[Dataset records]
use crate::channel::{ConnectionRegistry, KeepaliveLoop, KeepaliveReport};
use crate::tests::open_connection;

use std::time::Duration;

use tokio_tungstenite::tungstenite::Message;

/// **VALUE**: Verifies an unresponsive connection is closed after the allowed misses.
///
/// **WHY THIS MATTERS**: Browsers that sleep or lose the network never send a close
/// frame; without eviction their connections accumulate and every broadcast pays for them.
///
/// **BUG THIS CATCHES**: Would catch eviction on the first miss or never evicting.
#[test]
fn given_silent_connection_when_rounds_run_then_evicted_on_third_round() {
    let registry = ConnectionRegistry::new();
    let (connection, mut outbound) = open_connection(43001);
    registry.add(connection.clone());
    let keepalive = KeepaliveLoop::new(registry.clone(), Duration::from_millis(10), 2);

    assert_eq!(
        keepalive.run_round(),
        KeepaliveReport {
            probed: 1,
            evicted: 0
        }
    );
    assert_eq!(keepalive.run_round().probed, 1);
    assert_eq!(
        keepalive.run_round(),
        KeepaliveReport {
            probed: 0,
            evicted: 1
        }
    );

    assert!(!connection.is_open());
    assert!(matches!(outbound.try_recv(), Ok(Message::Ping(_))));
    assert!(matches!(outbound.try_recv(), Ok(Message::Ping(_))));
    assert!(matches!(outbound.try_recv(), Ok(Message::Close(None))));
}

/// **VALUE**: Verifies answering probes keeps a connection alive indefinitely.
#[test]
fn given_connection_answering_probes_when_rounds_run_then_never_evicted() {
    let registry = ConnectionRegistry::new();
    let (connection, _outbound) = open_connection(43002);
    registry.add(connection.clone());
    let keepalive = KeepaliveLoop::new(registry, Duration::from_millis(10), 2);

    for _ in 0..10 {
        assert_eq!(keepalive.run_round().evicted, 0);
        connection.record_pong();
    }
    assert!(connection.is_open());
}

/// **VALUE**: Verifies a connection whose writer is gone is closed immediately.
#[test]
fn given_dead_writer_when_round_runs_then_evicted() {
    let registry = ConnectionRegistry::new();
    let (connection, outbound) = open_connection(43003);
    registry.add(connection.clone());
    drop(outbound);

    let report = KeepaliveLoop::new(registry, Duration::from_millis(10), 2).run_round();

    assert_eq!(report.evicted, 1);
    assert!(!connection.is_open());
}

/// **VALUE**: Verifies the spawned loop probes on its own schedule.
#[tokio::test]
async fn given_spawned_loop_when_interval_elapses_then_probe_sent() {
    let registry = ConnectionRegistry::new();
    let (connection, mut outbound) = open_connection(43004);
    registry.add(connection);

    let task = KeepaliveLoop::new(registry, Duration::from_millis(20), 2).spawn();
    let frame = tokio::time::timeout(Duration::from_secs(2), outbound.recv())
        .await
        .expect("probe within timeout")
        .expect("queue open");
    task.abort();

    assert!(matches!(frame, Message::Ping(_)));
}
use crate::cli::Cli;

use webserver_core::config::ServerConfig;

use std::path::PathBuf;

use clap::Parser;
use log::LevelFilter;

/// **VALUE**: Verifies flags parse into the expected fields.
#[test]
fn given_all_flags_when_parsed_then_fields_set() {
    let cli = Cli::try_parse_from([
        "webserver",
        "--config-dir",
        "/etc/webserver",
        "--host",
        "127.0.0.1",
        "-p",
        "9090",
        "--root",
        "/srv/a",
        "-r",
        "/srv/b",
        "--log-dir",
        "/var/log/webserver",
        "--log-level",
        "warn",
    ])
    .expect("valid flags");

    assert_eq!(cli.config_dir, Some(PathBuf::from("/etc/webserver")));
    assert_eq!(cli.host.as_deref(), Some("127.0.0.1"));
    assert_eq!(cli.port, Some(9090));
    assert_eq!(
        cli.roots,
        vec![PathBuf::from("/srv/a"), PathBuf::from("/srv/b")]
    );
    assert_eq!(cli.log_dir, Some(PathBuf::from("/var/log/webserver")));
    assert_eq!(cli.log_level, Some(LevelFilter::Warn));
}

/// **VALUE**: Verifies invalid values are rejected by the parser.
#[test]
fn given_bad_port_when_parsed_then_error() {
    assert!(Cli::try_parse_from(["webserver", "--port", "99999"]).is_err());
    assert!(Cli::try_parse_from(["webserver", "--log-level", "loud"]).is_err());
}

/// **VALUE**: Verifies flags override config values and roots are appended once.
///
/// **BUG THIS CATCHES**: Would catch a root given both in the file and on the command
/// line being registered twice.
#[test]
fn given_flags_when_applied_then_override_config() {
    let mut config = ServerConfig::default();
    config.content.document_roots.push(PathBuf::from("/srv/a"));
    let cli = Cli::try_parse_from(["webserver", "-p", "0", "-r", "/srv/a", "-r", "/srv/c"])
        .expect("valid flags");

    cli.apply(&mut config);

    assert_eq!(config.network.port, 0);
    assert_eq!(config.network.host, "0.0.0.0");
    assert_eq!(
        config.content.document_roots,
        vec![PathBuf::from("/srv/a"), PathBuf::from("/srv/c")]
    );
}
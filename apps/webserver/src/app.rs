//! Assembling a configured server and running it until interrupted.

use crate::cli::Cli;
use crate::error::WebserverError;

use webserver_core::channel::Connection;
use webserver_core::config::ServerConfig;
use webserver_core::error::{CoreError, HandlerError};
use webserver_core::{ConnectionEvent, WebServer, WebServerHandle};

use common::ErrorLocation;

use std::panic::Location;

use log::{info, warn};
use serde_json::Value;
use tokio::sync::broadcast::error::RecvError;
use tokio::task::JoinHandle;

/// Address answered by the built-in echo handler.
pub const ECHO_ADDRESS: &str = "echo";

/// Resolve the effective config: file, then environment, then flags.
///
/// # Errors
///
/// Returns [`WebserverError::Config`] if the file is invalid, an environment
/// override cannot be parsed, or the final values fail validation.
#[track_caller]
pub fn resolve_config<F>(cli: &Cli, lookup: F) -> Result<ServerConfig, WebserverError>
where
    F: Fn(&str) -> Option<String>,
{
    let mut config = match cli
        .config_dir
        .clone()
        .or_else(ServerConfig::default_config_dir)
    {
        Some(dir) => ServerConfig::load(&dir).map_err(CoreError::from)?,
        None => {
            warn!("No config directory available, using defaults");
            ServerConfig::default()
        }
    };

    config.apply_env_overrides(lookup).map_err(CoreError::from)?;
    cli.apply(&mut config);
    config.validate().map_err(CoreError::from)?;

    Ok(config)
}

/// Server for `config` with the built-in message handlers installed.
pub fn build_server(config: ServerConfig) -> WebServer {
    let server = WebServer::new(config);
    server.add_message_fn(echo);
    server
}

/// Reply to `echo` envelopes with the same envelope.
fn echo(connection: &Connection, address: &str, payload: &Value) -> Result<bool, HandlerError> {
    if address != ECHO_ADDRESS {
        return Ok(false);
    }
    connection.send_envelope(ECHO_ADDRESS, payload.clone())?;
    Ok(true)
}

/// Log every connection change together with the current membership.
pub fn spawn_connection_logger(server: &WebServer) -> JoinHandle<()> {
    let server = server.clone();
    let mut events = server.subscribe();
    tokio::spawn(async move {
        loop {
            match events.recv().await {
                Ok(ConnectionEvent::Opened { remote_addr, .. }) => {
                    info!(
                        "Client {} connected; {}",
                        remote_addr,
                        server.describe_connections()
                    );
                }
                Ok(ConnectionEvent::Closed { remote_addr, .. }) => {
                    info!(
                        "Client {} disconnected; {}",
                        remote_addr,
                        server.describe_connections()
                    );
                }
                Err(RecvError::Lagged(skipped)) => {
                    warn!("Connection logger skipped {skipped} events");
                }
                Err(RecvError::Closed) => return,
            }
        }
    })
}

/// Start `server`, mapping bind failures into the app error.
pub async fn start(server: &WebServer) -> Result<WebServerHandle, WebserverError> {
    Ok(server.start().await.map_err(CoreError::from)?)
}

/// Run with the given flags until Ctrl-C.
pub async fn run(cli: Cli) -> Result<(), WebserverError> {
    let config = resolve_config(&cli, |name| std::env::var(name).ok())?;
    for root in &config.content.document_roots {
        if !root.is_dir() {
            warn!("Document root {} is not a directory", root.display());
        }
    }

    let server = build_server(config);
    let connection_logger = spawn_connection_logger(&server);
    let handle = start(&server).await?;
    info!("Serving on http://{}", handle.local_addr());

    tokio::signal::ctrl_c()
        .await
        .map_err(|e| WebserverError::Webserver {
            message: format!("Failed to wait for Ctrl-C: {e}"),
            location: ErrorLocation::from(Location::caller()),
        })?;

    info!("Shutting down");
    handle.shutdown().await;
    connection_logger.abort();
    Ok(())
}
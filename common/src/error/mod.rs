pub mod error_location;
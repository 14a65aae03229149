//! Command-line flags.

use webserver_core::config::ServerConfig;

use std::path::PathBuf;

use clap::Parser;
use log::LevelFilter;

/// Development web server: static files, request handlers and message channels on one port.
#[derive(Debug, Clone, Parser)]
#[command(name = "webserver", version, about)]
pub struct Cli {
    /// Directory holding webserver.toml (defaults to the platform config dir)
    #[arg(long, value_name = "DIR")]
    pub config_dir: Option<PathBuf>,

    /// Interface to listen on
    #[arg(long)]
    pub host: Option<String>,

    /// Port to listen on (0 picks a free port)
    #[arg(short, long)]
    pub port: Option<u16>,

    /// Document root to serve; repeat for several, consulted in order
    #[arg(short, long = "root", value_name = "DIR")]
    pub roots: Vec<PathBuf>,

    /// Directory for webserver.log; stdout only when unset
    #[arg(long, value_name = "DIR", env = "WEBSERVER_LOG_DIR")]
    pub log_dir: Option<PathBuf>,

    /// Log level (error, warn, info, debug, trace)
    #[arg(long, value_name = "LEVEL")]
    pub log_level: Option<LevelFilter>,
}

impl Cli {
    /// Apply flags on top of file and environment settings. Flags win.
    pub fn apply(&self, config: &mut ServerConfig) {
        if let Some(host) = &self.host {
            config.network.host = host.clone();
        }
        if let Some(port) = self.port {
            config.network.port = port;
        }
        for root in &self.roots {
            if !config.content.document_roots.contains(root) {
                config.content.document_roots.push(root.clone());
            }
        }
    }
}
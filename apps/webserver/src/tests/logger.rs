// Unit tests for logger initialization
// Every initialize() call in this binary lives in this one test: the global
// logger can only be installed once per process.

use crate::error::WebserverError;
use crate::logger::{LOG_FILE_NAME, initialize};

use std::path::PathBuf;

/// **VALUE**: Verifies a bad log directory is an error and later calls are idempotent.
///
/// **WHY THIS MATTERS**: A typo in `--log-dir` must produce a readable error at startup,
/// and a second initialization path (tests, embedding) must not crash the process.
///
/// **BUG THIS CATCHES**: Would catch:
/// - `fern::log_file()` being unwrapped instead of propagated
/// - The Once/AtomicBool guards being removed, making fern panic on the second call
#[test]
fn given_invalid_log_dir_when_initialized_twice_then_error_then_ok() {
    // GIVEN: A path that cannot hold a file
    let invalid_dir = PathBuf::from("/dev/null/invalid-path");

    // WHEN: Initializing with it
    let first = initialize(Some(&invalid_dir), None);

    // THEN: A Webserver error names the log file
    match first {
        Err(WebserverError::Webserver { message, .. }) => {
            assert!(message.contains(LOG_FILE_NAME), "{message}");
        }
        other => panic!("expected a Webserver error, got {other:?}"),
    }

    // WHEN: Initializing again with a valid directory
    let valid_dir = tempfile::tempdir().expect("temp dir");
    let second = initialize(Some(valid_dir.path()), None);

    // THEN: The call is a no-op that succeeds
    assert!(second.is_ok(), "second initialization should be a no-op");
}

__Work to complete__:
Working through the records, find each line containing the word "lookup" and copy it.

__Written response__:
pub fn resolve_config<F>(cli: &Cli, lookup: F) -> Result<ServerConfig, WebserverError>
    config.apply_env_overrides(lookup).map_err(CoreError::from)?;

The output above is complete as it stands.